商標権侵害で警告された場合の対応
商品の製造や販売、もしくはサービスを提供する上で、商標権侵害による警告を受けることは珍しくありません。また、その警告が本当に正しいものなのか、判断できる人材が社内にいないため対処に困るケースも多いとされています。もしも他社からの警告書が届いた際に、どのような対応をするのが良いのかを説明します。
商標権侵害の重大さは?
そもそも商標権侵害とは、登録商標に対して類似品や偽物などの悪意ある商品・役務を排除するためにあります。店頭に並ぶ商品には、外見や内容が殆ど同一なものもあります。しかし消費者はこれらを商標であるロゴやマーク、あるいはブランド名により識別することで、特定の商品やサービスを信頼して選ぶことが出来ます。つまり商標は各ブランドの商品・役務を識別させることで、信頼性を保護していると言えるでしょう。

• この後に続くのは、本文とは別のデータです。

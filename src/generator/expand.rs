//! Outbound expansion
//!
//! The standard path walks protocols, then ports, then address sources:
//! paired clean IP rows first, the remaining resolved addresses after. Each
//! protocol carries one ordinal across all its ports; it is only advanced
//! when the factory produced an outbound, so skipped candidates never leave
//! a gap in the visible numbering. This ordering is part of the output
//! contract.

use log::debug;

use super::chain::derive_chain_entry;
use super::remark::{generate_remark, warp_remark, wow_remark};
use super::SubDocumentBuilder;
use crate::models::{ClashProxy, Protocol, WarpAccount};
use crate::settings::Settings;

/// Outbounds and tag lists produced by one expansion run
#[derive(Debug, Clone, Default, PartialEq)]
pub struct Expansion {
    pub outbounds: Vec<ClashProxy>,
    /// Tags of directly connecting entries
    pub proxy_tags: Vec<String>,
    /// Tags of entries dialing through another entry
    pub chain_tags: Vec<String>,
    /// Every tag, in the order it was produced
    pub selector_tags: Vec<String>,
}

impl Expansion {
    fn push_proxy(&mut self, tag: String, outbound: ClashProxy) {
        self.proxy_tags.push(tag.clone());
        self.selector_tags.push(tag);
        self.outbounds.push(outbound);
    }

    fn push_chain(&mut self, tag: String, outbound: ClashProxy) {
        self.chain_tags.push(tag.clone());
        self.selector_tags.push(tag);
        self.outbounds.push(outbound);
    }
}

/// One address an outbound may be generated for
#[derive(Debug, Clone, Copy)]
struct Candidate<'a> {
    port: u16,
    address: &'a str,
    proxy_ip: Option<&'a str>,
    row: Option<usize>,
}

/// Candidates for one port: complete clean IP rows, then resolved addresses
/// that are not clean IPs
fn port_candidates<'a>(
    settings: &'a Settings,
    addresses: &'a [String],
    port: u16,
) -> impl Iterator<Item = Candidate<'a>> + 'a {
    let paired = settings
        .clean_ips
        .iter()
        .enumerate()
        .filter_map(move |(row, clean_ip)| {
            let proxy_ip = settings.proxy_ips.get(row).map(String::as_str).unwrap_or("");
            if clean_ip.trim().is_empty() || proxy_ip.trim().is_empty() {
                debug!("Skipping incomplete clean IP row {}", row + 1);
                return None;
            }
            Some(Candidate {
                port,
                address: clean_ip.as_str(),
                proxy_ip: Some(proxy_ip),
                row: Some(row),
            })
        });

    let unpaired = addresses
        .iter()
        .filter(move |address| !settings.clean_ips.contains(*address))
        .map(move |address| Candidate {
            port,
            address: address.as_str(),
            proxy_ip: None,
            row: None,
        });

    paired.chain(unpaired)
}

/// Expand the VLESS/Trojan outbounds, with a chained twin per entry when a
/// chain template is given
pub fn expand_standard<B: SubDocumentBuilder>(
    settings: &Settings,
    builders: &B,
    addresses: &[String],
    chain_template: Option<&ClashProxy>,
) -> Expansion {
    settings
        .protocols()
        .into_iter()
        .fold(Expansion::default(), |expansion, protocol| {
            let (_, expansion) = settings
                .ports
                .iter()
                .flat_map(|&port| port_candidates(settings, addresses, port))
                .fold((1u32, expansion), |(ordinal, expansion), candidate| {
                    expand_candidate(
                        builders,
                        protocol,
                        chain_template,
                        ordinal,
                        expansion,
                        candidate,
                    )
                });
            expansion
        })
}

fn expand_candidate<B: SubDocumentBuilder>(
    builders: &B,
    protocol: Protocol,
    chain_template: Option<&ClashProxy>,
    ordinal: u32,
    mut expansion: Expansion,
    candidate: Candidate<'_>,
) -> (u32, Expansion) {
    let Candidate {
        port,
        address,
        proxy_ip,
        row,
    } = candidate;

    let tag = generate_remark(ordinal, port, address, protocol, false, false, row);
    let outbound = match builders.build_outbound(protocol, &tag, address, port, proxy_ip) {
        Some(outbound) => outbound,
        None => {
            debug!("No {} outbound for {}:{}", protocol, address, port);
            return (ordinal, expansion);
        }
    };
    expansion.push_proxy(tag.clone(), outbound);

    if let Some(template) = chain_template {
        let chain_tag = generate_remark(ordinal, port, address, protocol, false, true, row);
        let chain = derive_chain_entry(template, &chain_tag, &tag);
        expansion.push_chain(chain_tag, chain);
    }

    (ordinal + 1, expansion)
}

/// Expand one WARP entry and one WoW relay per configured endpoint
///
/// The relay uses the second account and dials through the primary entry
/// built from the first account.
pub fn expand_warp<B: SubDocumentBuilder>(
    settings: &Settings,
    builders: &B,
    primary: &WarpAccount,
    relay: &WarpAccount,
    pro: bool,
) -> Expansion {
    settings
        .warp_endpoints
        .iter()
        .enumerate()
        .fold(Expansion::default(), |mut expansion, (index, endpoint)| {
            let warp_tag = warp_remark(index, pro);
            let wow_tag = wow_remark(index, pro);

            let warp = builders.build_warp_outbound(primary, &warp_tag, endpoint, None, pro);
            let wow =
                builders.build_warp_outbound(relay, &wow_tag, endpoint, Some(&warp_tag), false);

            expansion.push_proxy(warp_tag, warp);
            expansion.push_chain(wow_tag, wow);
            expansion
        })
}
//! Clash document entry points
//!
//! Both paths expand outbounds, then hand the expansion to the assembler.
//! Nothing is written anywhere until the whole document is built.

use log::{debug, info};

use crate::generator::{
    build_config, expand_standard, expand_warp, GenerateError, SubDocumentBuilder, Variant,
};
use crate::kv::{warp_account_pair, DatasetStore};
use crate::settings::Settings;

pub const CONTENT_TYPE: &str = "text/plain;charset=utf-8";

/// Headers every generated document is served with
pub const RESPONSE_HEADERS: [(&str, &str); 2] = [
    ("Cache-Control", "no-store"),
    ("CDN-Cache-Control", "no-store"),
];

/// A serialized document ready to serve
#[derive(Debug, Clone, PartialEq)]
pub struct ClashDocument {
    pub content: String,
    pub headers: Vec<(String, String)>,
}

impl ClashDocument {
    fn new(content: String) -> Self {
        let mut headers = vec![("Content-Type".to_string(), CONTENT_TYPE.to_string())];
        headers.extend(
            RESPONSE_HEADERS
                .iter()
                .map(|(name, value)| (name.to_string(), value.to_string())),
        );
        Self { content, headers }
    }
}

/// Generate the VLESS/Trojan document, chained through the chain proxy when
/// one is configured
pub fn get_cl_normal_config<B: SubDocumentBuilder>(
    settings: &Settings,
    builders: &B,
) -> Result<ClashDocument, GenerateError> {
    let chain_template = builders.build_chain_template()?;
    let chain = chain_template.is_some();
    let addresses = builders.resolve_addresses(false);
    debug!(
        "Expanding {} addresses over {} ports, chain: {}",
        addresses.len(),
        settings.ports.len(),
        chain
    );

    let expansion = expand_standard(settings, builders, &addresses, chain_template.as_ref());
    info!(
        "Generated {} outbounds for the normal document",
        expansion.outbounds.len()
    );

    let config = build_config(
        settings,
        builders,
        expansion,
        Variant::Standard { chain },
        chain_template.as_ref(),
    );
    Ok(ClashDocument::new(config.to_pretty_json()?))
}

/// Generate the WARP document from the first two accounts in the dataset
pub async fn get_cl_warp_config<B, S>(
    settings: &Settings,
    builders: &B,
    store: &S,
    pro: bool,
) -> Result<ClashDocument, GenerateError>
where
    B: SubDocumentBuilder,
    S: DatasetStore,
{
    let dataset = store.fetch_dataset().await?;
    let (primary, relay) = warp_account_pair(&dataset)?;

    let expansion = expand_warp(settings, builders, primary, relay, pro);
    info!(
        "Generated {} outbounds for the warp document, pro: {}",
        expansion.outbounds.len(),
        pro
    );

    let config = build_config(settings, builders, expansion, Variant::Warp { pro }, None);
    Ok(ClashDocument::new(config.to_pretty_json()?))
}
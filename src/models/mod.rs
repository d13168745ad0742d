//! Core data models for the application
//!
//! These types describe the generated document and the inputs it is built
//! from, separated from the logic that operates on them.
//!
//! ```rust
//! use clashgen::models::{ClashProxy, CommonProxyOptions};
//!
//! let common = CommonProxyOptions::builder("edge".to_string(), "1.1.1.1".to_string(), 443)
//!     .udp(true)
//!     .build();
//! let proxy = ClashProxy::new_socks5(common);
//! assert_eq!(proxy.name(), "edge");
//! ```

pub mod app_state;
pub mod clash_proxy;
pub mod protocol;
pub mod proxy_group_config;
pub mod warp;

pub use app_state::AppState;
pub use clash_proxy::{AmneziaOptions, ClashProxy, ClashProxyCommon, CommonProxyOptions};
pub use protocol::Protocol;
pub use proxy_group_config::{ClashProxyGroup, ClashProxyGroups, ProxyGroupType};
pub use warp::{Dataset, WarpAccount, RESERVED_LEN};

そして、もしも登録商標の信頼性が失われるような場合には、その根源を商標法に基づいて排除することになります。相手の出方によっては裁判に発展するケースや、賠償金の請求も考えれるため非常に慎重な対応が必要となります。
このような理由から商標権侵害の警告に至ることを踏まえ、事の重大さを理解して行動しましょう。また「自己判断」「自己解決」は事態を悪化させる恐れもあるため、専門知識を備えた弁理士に相談しましょう。
商標権侵害と警告書への対応方法
商標権侵害の警告書が届いた際に、取れる行動は主に以下の3つです
- 自社商品や役務(サービス)の停止、謝罪文の書面を送付
- 和解の提案、商標権利者からライセンス購入、商標権の譲渡を受ける
- 商標侵害の有無を確認、不使用取消審判や無効審判請求で対抗
自社商品・役務(サービス)の停止ですが、これは非常に軽率な判断です。売上規模が小さく影響力が少ないものであれば切り捨てる選択肢もありますが、まずは警告書の内容を良く確認してから結論を出しましょう。警告書の内容が間違いている場合や、意図的に警告を送りつけて経営を妨害されている可能性もあります。

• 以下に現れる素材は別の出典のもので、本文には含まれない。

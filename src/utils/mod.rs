pub mod address;
pub mod base64;

pub use address::{classify_address, is_domain, split_endpoint, AddressKind};

pub fn is_empty_option_string(s: &Option<String>) -> bool {
    s.as_deref().map_or(true, str::is_empty)
}
use serde::de::{self, Deserializer};
use serde::{Deserialize, Serialize};

use crate::utils::base64::base64_decode_bytes;

/// Length of the WireGuard reserved field Cloudflare expects
pub const RESERVED_LEN: usize = 3;

/// Reserved bytes as stored in the dataset: either the bytes themselves or
/// the base64 client id Cloudflare hands out
#[derive(Deserialize)]
#[serde(untagged)]
enum StoredReserved {
    Bytes(Vec<u8>),
    ClientId(String),
}

fn deserialize_reserved<'de, D>(deserializer: D) -> Result<Vec<u8>, D::Error>
where
    D: Deserializer<'de>,
{
    let bytes = match StoredReserved::deserialize(deserializer)? {
        StoredReserved::Bytes(bytes) => bytes,
        StoredReserved::ClientId(client_id) => base64_decode_bytes(&client_id).ok_or_else(|| {
            <D::Error as de::Error>::custom(format!("invalid reserved client id '{}'", client_id))
        })?,
    };
    if bytes.len() != RESERVED_LEN {
        return Err(de::Error::invalid_length(bytes.len(), &"3 reserved bytes"));
    }
    Ok(bytes)
}

/// WireGuard credentials of one registered WARP device
#[derive(Debug, Clone, PartialEq, Serialize, Deserialize)]
#[serde(rename_all = "camelCase")]
pub struct WarpAccount {
    pub private_key: String,
    /// Peer public key
    pub public_key: String,
    #[serde(rename = "warpIPv6")]
    pub warp_ipv6: String,
    #[serde(deserialize_with = "deserialize_reserved")]
    pub reserved: Vec<u8>,
}

impl WarpAccount {
    /// Name of the first credential that is blank, if any
    pub fn missing_credential(&self) -> Option<&'static str> {
        [
            ("privateKey", &self.private_key),
            ("publicKey", &self.public_key),
            ("warpIPv6", &self.warp_ipv6),
        ]
        .into_iter()
        .find(|(_, value)| value.trim().is_empty())
        .map(|(name, _)| name)
    }
}

/// Persisted panel data the WARP generator depends on
#[derive(Debug, Clone, Default, PartialEq, Serialize, Deserialize)]
#[serde(rename_all = "camelCase")]
pub struct Dataset {
    #[serde(default)]
    pub warp_accounts: Vec<WarpAccount>,
}

#[cfg(test)]
mod tests {
    use super::*;

    #[test]
    fn test_dataset_accepts_both_reserved_forms() {
        let json = r#"{
            "warpAccounts": [
                {"privateKey": "a", "publicKey": "b", "warpIPv6": "2606::1/128", "reserved": [1, 2, 3]},
                {"privateKey": "c", "publicKey": "d", "warpIPv6": "2606::2/128", "reserved": "AQID"}
            ]
        }"#;
        let dataset: Dataset = serde_json::from_str(json).unwrap();
        assert_eq!(dataset.warp_accounts.len(), 2);
        assert_eq!(dataset.warp_accounts[0].reserved, vec![1, 2, 3]);
        assert_eq!(dataset.warp_accounts[1].reserved, vec![1, 2, 3]);
    }

    #[test]
    fn test_rejects_malformed_accounts() {
        let cases = [
            r#"{"privateKey": "a", "publicKey": "b", "warpIPv6": "2606::1/128", "reserved": "***"}"#,
            r#"{"privateKey": "a", "publicKey": "b", "warpIPv6": "2606::1/128", "reserved": [1, 2]}"#,
            r#"{"privateKey": "a", "publicKey": "b", "reserved": [1, 2, 3]}"#,
            r#"{"privateKey": "a", "publicKey": "b", "warpIPv6": "2606::1/128"}"#,
        ];
        for json in cases {
            assert!(
                serde_json::from_str::<WarpAccount>(json).is_err(),
                "accepted {}",
                json
            );
        }
    }

    #[test]
    fn test_missing_credential() {
        let mut account = WarpAccount {
            private_key: "a".to_string(),
            public_key: "b".to_string(),
            warp_ipv6: "2606::1/128".to_string(),
            reserved: vec![0, 0, 0],
        };
        assert_eq!(account.missing_credential(), None);
        account.warp_ipv6 = " ".to_string();
        assert_eq!(account.missing_credential(), Some("warpIPv6"));
    }
}
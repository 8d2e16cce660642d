//! Structured logging setup.
//!
//! The `DANN_LOG` environment variable selects the filter:
//!
//! - `DANN_LOG=info` - default level
//! - `DANN_LOG=dann_cluster::consistency=debug` - module-specific
//! - `DANN_LOG=warn,dann_index::kmeans=debug` - combined filters

use tracing_subscriber::{fmt, EnvFilter};

/// Initializes the global subscriber at `info` unless `DANN_LOG` says
/// otherwise. Call once at startup; later calls are ignored.
pub fn init() {
    init_with_default("info");
}

/// Initializes the global subscriber with a custom default level.
pub fn init_with_default(default_level: &str) {
    let filter =
        EnvFilter::try_from_env("DANN_LOG").unwrap_or_else(|_| EnvFilter::new(default_level));

    let subscriber = fmt()
        .with_env_filter(filter)
        .with_target(true)
        .with_thread_ids(false)
        .with_file(false)
        .with_line_number(false)
        .compact();

    let _ = subscriber.try_init();
}

#[cfg(test)]
mod tests {
    use super::*;

    #[test]
    fn test_init_is_idempotent() {
        init();
        init();
        init_with_default("debug");
    }
}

次に「和解の提案」「権利者からライセンス購入」「商標権の譲渡」を過去の事例を用いて説明します。基本的に和解や譲渡とは両者が納得した上で成立となります。具体的に言えば和解金の支払いや、販路の制限などが挙げられます。Apple社が中国で商標権侵害を警告されたため、多額の和解金を支払う事となった実例は有名です。
最後に「不使用取消審判」や「登録無効審判請求」について、これは相手が商標権を行使する理由がない場合に有効です。日本の特許庁が定める商標法では、意味もなく商標権を使用することは出来ないとしています。対象の登録商標が使用されていないのであれば、不使用取消審判によって商標登録そのものを取り消すことが可能です。登録無効審判も同様に、商標登録と警告内容の相違や不備がある際に、特許庁へ審判請求を行えます。
このように、商標権で警告を受けた際の対応方法は複雑で多岐にわたります。警告書から結論を導き出すにも、専門的な知識が必要であり、社内で適切な判断が下せないこともあると思います。大切なのは自己判断によるリスクを考慮して、弁理士または特許事務所に相談してから方針を決めることです。また商標権侵害の警告をされないためには、商標登録を事前に行うことが最善でしょう。